# Horsey areas around Chester?



## HufflyPuffly (22 November 2016)

So I'm thinking about moving closer to work, but have no idea which area will be the best? Work is south west Chester, and just want a shorter commute than my current 50 miles :lol:.

I was thinking north wales may be cheaper, but otherwise not sure where to start...

Anyone in the area want to give any advise?


----------



## webble (22 November 2016)

Northwales would definitely be cheaper. The closer you get to Chester or the wirral the more horses per square mile and the more expensive it gets


----------



## HufflyPuffly (23 November 2016)

Thank you, yes I thought it might be the case will post on the wales board and see what responses I get .


----------



## smja (23 November 2016)

I'm about 30 mins to Chester, near junction 10 of the M56. It's pretty horsey round here, though not always the cheapest. Feel free to PM if you'd like more info


----------



## webble (23 November 2016)

smja said:



			I'm about 30 mins to Chester, near junction 10 of the M56. It's pretty horsey round here, though not always the cheapest.
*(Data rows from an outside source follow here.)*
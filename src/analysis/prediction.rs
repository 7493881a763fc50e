//! 推論結果テーブル
//!
//! 検証データ1サンプルごとの (確信度, 予測クラス, 正解クラス) を
//! サンプルインデックスをキーとして保持します。

use anyhow::{Context, Result};
use serde::{Deserialize, Serialize};
use std::collections::BTreeMap;
use std::path::Path;

/// 1サンプル分の推論結果
#[derive(Debug, Clone, Copy, PartialEq, Serialize, Deserialize)]
pub struct PredictionRecord {
    /// 予測クラスの確率（クラス確率の最大値）
    pub confidence: f32,
    /// 予測クラスID
    pub predicted_label: usize,
    /// 正解クラスID
    pub true_label: usize,
}

impl PredictionRecord {
    pub fn new(confidence: f32, predicted_label: usize, true_label: usize) -> Self {
        Self {
            confidence,
            predicted_label,
            true_label,
        }
    }

    /// クラス確率ベクトルから作成
    ///
    /// 最大確率が同値の場合は小さいクラスIDを採用します。
    pub fn from_probabilities(probabilities: &[f32], true_label: usize) -> Result<Self> {
        let (predicted_label, confidence) = probabilities
            .iter()
            .copied()
            .enumerate()
            .fold(None, |best: Option<(usize, f32)>, (i, p)| match best {
                Some((_, best_p)) if p <= best_p => best,
                _ => Some((i, p)),
            })
            .ok_or_else(|| anyhow::anyhow!("empty probability vector"))?;

        Ok(Self::new(confidence, predicted_label, true_label))
    }

    pub fn is_correct(&self) -> bool {
        self.predicted_label == self.true_label
    }
}

/// サンプルインデックス -> 推論結果
///
/// 推論1回につき1度だけ構築し、以降は読み取り専用です。
#[derive(Debug, Clone, Default, PartialEq, Serialize, Deserialize)]
pub struct PredictionTable {
    records: BTreeMap<usize, PredictionRecord>,
}

impl PredictionTable {
    /// クラス確率ベクトル列と正解ラベル列（同じインデックス順）から構築
    pub fn from_probabilities(probabilities: &[Vec<f32>], true_labels: &[usize]) -> Result<Self> {
        if probabilities.len() != true_labels.len() {
            anyhow::bail!(
                "prediction count ({}) does not match label count ({})",
                probabilities.len(),
                true_labels.len()
            );
        }

        let records = probabilities
            .iter()
            .zip(true_labels)
            .enumerate()
            .map(|(index, (probs, &truth))| {
                PredictionRecord::from_probabilities(probs, truth)
                    .map(|record| (index, record))
                    .with_context(|| format!("invalid prediction for sample {}", index))
            })
            .collect::<Result<BTreeMap<_, _>>>()?;

        Ok(Self { records })
    }

    pub fn len(&self) -> usize {
        self.records.len()
    }

    pub fn is_empty(&self) -> bool {
        self.records.is_empty()
    }

    pub fn get(&self, index: usize) -> Option<&PredictionRecord> {
        self.records.get(&index)
    }

    /// インデックス昇順で走査
    pub fn iter(&self) -> impl Iterator<Item = (usize, &PredictionRecord)> + '_ {
        self.records.iter().map(|(index, record)| (*index, record))
    }

    /// CSV形式で書き出す（index, confidence, predicted_label, true_label）
    pub fn write_csv(&self, path: &Path) -> Result<()> {
        let mut writer = csv::Writer::from_path(path)?;
        writer.write_record(["index", "confidence", "predicted_label", "true_label"])?;
        for (index, record) in self.iter() {
            writer.write_record(&[
                index.to_string(),
                format!("{:.6}", record.confidence),
                record.predicted_label.to_string(),
                record.true_label.to_string(),
            ])?;
        }
        writer.flush()?;
        Ok(())
    }
}

impl FromIterator<(usize, PredictionRecord)> for PredictionTable {
    fn from_iter<T: IntoIterator<Item = (usize, PredictionRecord)>>(iter: T) -> Self {
        Self {
            records: iter.into_iter().collect(),
        }
    }
}

#[cfg(test)]
mod tests {
    use super::*;

    #[test]
    fn test_record_from_probabilities() {
        let record = PredictionRecord::from_probabilities(&[0.3, 0.7], 0).unwrap();
        assert_eq!(record.predicted_label, 1);
        assert_eq!(record.confidence, 0.7);
        assert!(!record.is_correct());
    }

    #[test]
    fn test_record_tie_prefers_lower_class() {
        let record = PredictionRecord::from_probabilities(&[0.5, 0.5], 1).unwrap();
        assert_eq!(record.predicted_label, 0);
    }

    #[test]
    fn test_record_empty_probabilities() {
        assert!(PredictionRecord::from_probabilities(&[], 0).is_err());
    }

    #[test]
    fn test_table_from_probabilities() {
        let probs = vec![vec![0.9, 0.1], vec![0.2, 0.8], vec![0.6, 0.4]];
        let table = PredictionTable::from_probabilities(&probs, &[0, 0, 1]).unwrap();

        assert_eq!(table.len(), 3);
        assert_eq!(table.get(1), Some(&PredictionRecord::new(0.8, 1, 0)));
        let indices: Vec<usize> = table.iter().map(|(i, _)| i).collect();
        assert_eq!(indices, vec![0, 1, 2]);
    }

    #[test]
    fn test_table_length_mismatch() {
        let probs = vec![vec![0.9, 0.1]];
        assert!(PredictionTable::from_probabilities(&probs, &[0, 1]).is_err());
    }

    #[test]
    fn test_write_csv() {
        let dir = tempfile::tempdir().unwrap();
        let path = dir.path().join("predictions.csv");
        let table: PredictionTable = vec![(0, PredictionRecord::new(0.75, 1, 1))]
            .into_iter()
            .collect();

        table.write_csv(&path).unwrap();

        let content = std::fs::read_to_string(&path).unwrap();
        let mut lines = content.lines();
        assert_eq!(lines.next(), Some("index,confidence,predicted_label,true_label"));
        assert_eq!(lines.next(), Some("0,0.750000,1,1"));
    }
}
Feel free to PM if you'd like more info 

Click to expand...

Yes thats the other option but I warn you if you commute at rush hour the M56 is hell on earth


----------



## HufflyPuffly (23 November 2016)

:lol: well aware of the M56 commute sadly hence the move, I'm currently north Manchester so when I'm in the office I do a little tour of the busiest North West motorways, M60, M62, M6, M56 and finally the M53!

However smja my mum might be moving to that neck of the woods so I might take you up on that PM if that is where they decide to go, thank you .


----------